Records excerpted from a collection:
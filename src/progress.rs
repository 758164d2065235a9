//! Progress-callback trait for summarization events.
//!
//! Inject an [`Arc<dyn SummaryProgressCallback>`] via
//! [`crate::config::SummaryConfigBuilder::progress_callback`] to receive
//! events as the summarizer maps each chunk and reduces the partials.
//!
//! # Example
//!
//! ```rust
//! use edgequake_pdftools::{SummaryConfig, SummaryProgressCallback};
//! use std::sync::{Arc, atomic::{AtomicUsize, Ordering}};
//!
//! struct CountingCallback {
//!     mapped: AtomicUsize,
//! }
//!
//! impl SummaryProgressCallback for CountingCallback {
//!     fn on_chunk_complete(&self, chunk: usize, total: usize, summary_len: usize) {
//!         self.mapped.fetch_add(1, Ordering::SeqCst);
//!         eprintln!("chunk {}/{} summarised ({} bytes)", chunk, total, summary_len);
//!     }
//! }
//!
//! let config = SummaryConfig::builder()
//!     .progress_callback(Arc::new(CountingCallback { mapped: AtomicUsize::new(0) }))
//!     .build()
//!     .unwrap();
//! ```

use std::sync::Arc;

/// Called by the summarizer as it works through the chunks.
///
/// All methods have default no-op implementations. With `concurrency > 1`
/// the per-chunk methods may be called from several tasks at once.
pub trait SummaryProgressCallback: Send + Sync {
    /// Called once after splitting, before any LLM call.
    ///
    /// # Arguments
    /// * `total_chunks`: number of chunks that will be mapped
    /// * `page_count`: pages in the source document
    fn on_summary_start(&self, total_chunks: usize, page_count: usize) {
        let _ = (total_chunks, page_count);
    }

    /// Called just before a chunk's map request is sent.
    ///
    /// `chunk` is 1-indexed.
    fn on_chunk_start(&self, chunk: usize, total_chunks: usize) {
        let _ = (chunk, total_chunks);
    }

    /// Called when a chunk's partial summary arrives.
    fn on_chunk_complete(&self, chunk: usize, total_chunks: usize, summary_len: usize) {
        let _ = (chunk, total_chunks, summary_len);
    }

    /// Called before the reduce request is sent.
    fn on_reduce_start(&self, partials: usize) {
        let _ = partials;
    }

    /// Called when the LLM path is abandoned for the offline summary.
    ///
    /// # Arguments
    /// * `reason`: human-readable provider error
    fn on_fallback(&self, reason: &str) {
        let _ = reason;
    }

    /// Called once with the strategy that produced the result
    /// (`llm` or `offline_fallback`).
    fn on_summary_complete(&self, strategy: &str, elapsed_secs: f64) {
        let _ = (strategy, elapsed_secs);
    }
}

/// A no-op implementation; the default when no callback is configured.
pub struct NoopProgressCallback;

impl SummaryProgressCallback for NoopProgressCallback {}

/// Convenience alias matching the type stored in [`crate::config::SummaryConfig`].
pub type ProgressCallback = Arc<dyn SummaryProgressCallback>;

#[cfg(test)]
mod tests {
    use super::*;
    use std::sync::atomic::{AtomicUsize, Ordering};
    use std::sync::Mutex;

    #[derive(Default)]
    struct TrackingCallback {
        starts: AtomicUsize,
        completes: AtomicUsize,
        fallbacks: Mutex<Vec<String>>,
        strategy: Mutex<Option<String>>,
    }

    impl SummaryProgressCallback for TrackingCallback {
        fn on_chunk_start(&self, _chunk: usize, _total: usize) {
            self.starts.fetch_add(1, Ordering::SeqCst);
        }

        fn on_chunk_complete(&self, _chunk: usize, _total: usize, _len: usize) {
            self.completes.fetch_add(1, Ordering::SeqCst);
        }

        fn on_fallback(&self, reason: &str) {
            self.fallbacks.lock().unwrap().push(reason.to_string());
        }

        fn on_summary_complete(&self, strategy: &str, _elapsed: f64) {
            *self.strategy.lock().unwrap() = Some(strategy.to_string());
        }
    }

    #[test]
    fn noop_callback_does_not_panic() {
        let cb = NoopProgressCallback;
        cb.on_summary_start(3, 9);
        cb.on_chunk_start(1, 3);
        cb.on_chunk_complete(1, 3, 120);
        cb.on_reduce_start(3);
        cb.on_fallback("timeout");
        cb.on_summary_complete("llm", 1.5);
    }

    #[test]
    fn tracking_callback_receives_events() {
        let tracker = TrackingCallback::default();
        tracker.on_chunk_start(1, 2);
        tracker.on_chunk_complete(1, 2, 80);
        tracker.on_chunk_start(2, 2);
        tracker.on_fallback("HTTP 401");
        tracker.on_summary_complete("offline_fallback", 0.1);

        assert_eq!(tracker.starts.load(Ordering::SeqCst), 2);
        assert_eq!(tracker.completes.load(Ordering::SeqCst), 1);
        assert_eq!(*tracker.fallbacks.lock().unwrap(), ["HTTP 401"]);
        assert_eq!(
            tracker.strategy.lock().unwrap().as_deref(),
            Some("offline_fallback")
        );
    }

    #[test]
    fn arc_dyn_callback_works() {
        let cb: ProgressCallback = Arc::new(NoopProgressCallback);
        cb.on_summary_start(1, 1);
        cb.on_chunk_complete(1, 1, 10);
    }
}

*Task requirements*. Determine the number of lines above that include the word "sent"; the reply is that number only.

*Answer to this exercise*. 2